List every line below containing "insert".

══════

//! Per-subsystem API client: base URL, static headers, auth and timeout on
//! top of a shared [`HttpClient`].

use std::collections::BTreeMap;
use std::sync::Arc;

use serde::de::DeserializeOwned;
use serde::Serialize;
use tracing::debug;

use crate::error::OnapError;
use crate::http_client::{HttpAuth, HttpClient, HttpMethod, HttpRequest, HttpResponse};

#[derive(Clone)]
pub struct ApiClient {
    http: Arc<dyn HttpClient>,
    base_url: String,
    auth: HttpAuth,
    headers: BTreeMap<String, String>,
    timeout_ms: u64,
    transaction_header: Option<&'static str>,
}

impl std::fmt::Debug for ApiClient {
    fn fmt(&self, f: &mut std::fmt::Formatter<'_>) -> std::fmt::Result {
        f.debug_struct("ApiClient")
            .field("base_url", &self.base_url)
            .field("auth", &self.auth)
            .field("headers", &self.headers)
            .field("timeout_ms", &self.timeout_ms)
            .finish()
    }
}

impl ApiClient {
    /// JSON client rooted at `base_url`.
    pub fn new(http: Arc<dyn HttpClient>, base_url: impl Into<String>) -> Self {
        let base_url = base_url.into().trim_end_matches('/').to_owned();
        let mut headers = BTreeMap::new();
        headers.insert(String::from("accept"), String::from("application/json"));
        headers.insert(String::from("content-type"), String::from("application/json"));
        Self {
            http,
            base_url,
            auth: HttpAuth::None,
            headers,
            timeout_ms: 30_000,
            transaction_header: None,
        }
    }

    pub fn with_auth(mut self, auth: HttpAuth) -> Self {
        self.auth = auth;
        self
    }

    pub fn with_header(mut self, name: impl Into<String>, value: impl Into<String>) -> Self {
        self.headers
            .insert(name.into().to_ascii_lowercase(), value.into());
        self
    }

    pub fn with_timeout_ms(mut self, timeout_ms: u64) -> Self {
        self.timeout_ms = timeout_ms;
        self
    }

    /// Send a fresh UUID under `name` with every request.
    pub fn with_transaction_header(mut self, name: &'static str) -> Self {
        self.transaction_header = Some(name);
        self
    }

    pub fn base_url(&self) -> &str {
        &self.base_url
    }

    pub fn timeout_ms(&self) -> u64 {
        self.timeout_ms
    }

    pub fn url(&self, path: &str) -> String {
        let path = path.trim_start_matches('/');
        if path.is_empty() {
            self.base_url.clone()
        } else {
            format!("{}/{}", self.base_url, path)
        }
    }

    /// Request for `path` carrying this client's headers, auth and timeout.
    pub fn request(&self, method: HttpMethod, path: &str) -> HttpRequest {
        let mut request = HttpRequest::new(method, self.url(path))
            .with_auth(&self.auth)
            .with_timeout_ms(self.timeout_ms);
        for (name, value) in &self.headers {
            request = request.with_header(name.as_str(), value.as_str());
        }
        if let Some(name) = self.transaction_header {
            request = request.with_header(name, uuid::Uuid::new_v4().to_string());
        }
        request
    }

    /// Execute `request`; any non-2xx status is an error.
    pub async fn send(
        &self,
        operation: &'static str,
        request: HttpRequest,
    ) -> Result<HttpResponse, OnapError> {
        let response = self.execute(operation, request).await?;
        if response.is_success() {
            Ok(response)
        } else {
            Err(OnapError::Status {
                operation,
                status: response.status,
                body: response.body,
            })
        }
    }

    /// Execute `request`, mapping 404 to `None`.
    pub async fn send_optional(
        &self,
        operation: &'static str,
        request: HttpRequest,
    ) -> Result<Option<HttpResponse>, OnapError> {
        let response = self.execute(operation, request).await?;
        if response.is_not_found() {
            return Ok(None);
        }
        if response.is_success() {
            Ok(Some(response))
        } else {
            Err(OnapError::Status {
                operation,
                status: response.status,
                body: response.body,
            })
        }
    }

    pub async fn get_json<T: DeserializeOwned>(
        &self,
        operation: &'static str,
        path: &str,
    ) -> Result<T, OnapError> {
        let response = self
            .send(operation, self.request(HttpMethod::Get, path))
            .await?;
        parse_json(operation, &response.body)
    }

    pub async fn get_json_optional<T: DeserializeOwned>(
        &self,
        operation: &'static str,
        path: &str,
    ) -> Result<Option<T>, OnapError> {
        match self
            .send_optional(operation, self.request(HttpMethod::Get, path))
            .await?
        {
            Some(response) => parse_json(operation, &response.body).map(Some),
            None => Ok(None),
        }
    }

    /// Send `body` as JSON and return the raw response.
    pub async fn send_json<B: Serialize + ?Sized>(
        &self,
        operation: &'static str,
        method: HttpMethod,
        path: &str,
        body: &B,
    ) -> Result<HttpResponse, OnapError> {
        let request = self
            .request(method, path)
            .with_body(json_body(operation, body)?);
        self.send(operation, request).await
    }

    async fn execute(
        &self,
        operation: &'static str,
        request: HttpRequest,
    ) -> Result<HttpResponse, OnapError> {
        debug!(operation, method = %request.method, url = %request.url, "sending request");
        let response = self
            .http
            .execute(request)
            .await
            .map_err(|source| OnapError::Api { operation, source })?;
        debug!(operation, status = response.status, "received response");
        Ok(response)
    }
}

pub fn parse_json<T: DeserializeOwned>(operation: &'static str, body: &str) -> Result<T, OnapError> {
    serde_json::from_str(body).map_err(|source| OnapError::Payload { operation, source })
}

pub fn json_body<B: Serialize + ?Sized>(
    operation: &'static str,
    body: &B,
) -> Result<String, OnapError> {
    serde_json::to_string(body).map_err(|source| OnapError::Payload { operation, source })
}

══════

Response -
        headers.insert(String::from("accept"), String::from("application/json"));
        headers.insert(String::from("content-type"), String::from("application/json"));
            .insert(name.into().to_ascii_lowercase(), value.into());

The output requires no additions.